[Collected data]
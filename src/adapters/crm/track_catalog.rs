//! Track catalog adapters.

use async_trait::async_trait;
use reqwest::Client;

use crate::ports::{SinkError, TrackCatalog};

/// Fetches the open tracks as a JSON array of strings.
pub struct HttpTrackCatalog {
    url: String,
    http_client: Client,
}

impl HttpTrackCatalog {
    pub fn new(url: impl Into<String>, http_client: Client) -> Self {
        Self {
            url: url.into(),
            http_client,
        }
    }
}

#[async_trait]
impl TrackCatalog for HttpTrackCatalog {
    async fn fetch(&self) -> Result<Vec<String>, SinkError> {
        let response = self
            .http_client
            .get(&self.url)
            .header("Accept", "application/json")
            .send()
            .await
            .map_err(|e| SinkError::Network(e.to_string()))?;

        let status = response.status();
        if !status.is_success() {
            let body = response.text().await.unwrap_or_default();
            return Err(SinkError::unexpected_status(status.as_u16(), body));
        }

        let tracks: Vec<String> = response
            .json()
            .await
            .map_err(|e| SinkError::Parse(format!("Failed to parse track list: {}", e)))?;

        Ok(normalize(tracks))
    }
}

/// Fixed track list, used when no catalog URL is configured.
#[derive(Debug, Clone, Default)]
pub struct StaticTrackCatalog {
    tracks: Vec<String>,
}

impl StaticTrackCatalog {
    pub fn new(tracks: Vec<String>) -> Self {
        Self { tracks }
    }
}

#[async_trait]
impl TrackCatalog for StaticTrackCatalog {
    async fn fetch(&self) -> Result<Vec<String>, SinkError> {
        Ok(normalize(self.tracks.clone()))
    }
}

/// Trims labels and drops blanks and duplicates, keeping the first occurrence.
fn normalize(tracks: Vec<String>) -> Vec<String> {
    let mut seen = std::collections::HashSet::new();
    tracks
        .into_iter()
        .map(|t| t.trim().to_string())
        .filter(|t| !t.is_empty() && seen.insert(t.clone()))
        .collect()
}

#[cfg(test)]
mod tests {
    use super::*;

    #[test]
    fn normalize_trims_and_dedups() {
        let tracks = normalize(vec![
            " Backend ".to_string(),
            "".to_string(),
            "QA".to_string(),
            "Backend".to_string(),
        ]);
        assert_eq!(tracks, vec!["Backend".to_string(), "QA".to_string()]);
    }

    #[tokio::test]
    async fn static_catalog_returns_tracks() {
        let catalog = StaticTrackCatalog::new(vec!["QA".to_string()]);
        assert_eq!(catalog.fetch().await.unwrap(), vec!["QA".to_string()]);
    }
}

#### TASK STATEMENT
When a line in the entries above contains "list", count it; please answer with the number only.

#### ANSWER FOR THE TASK
2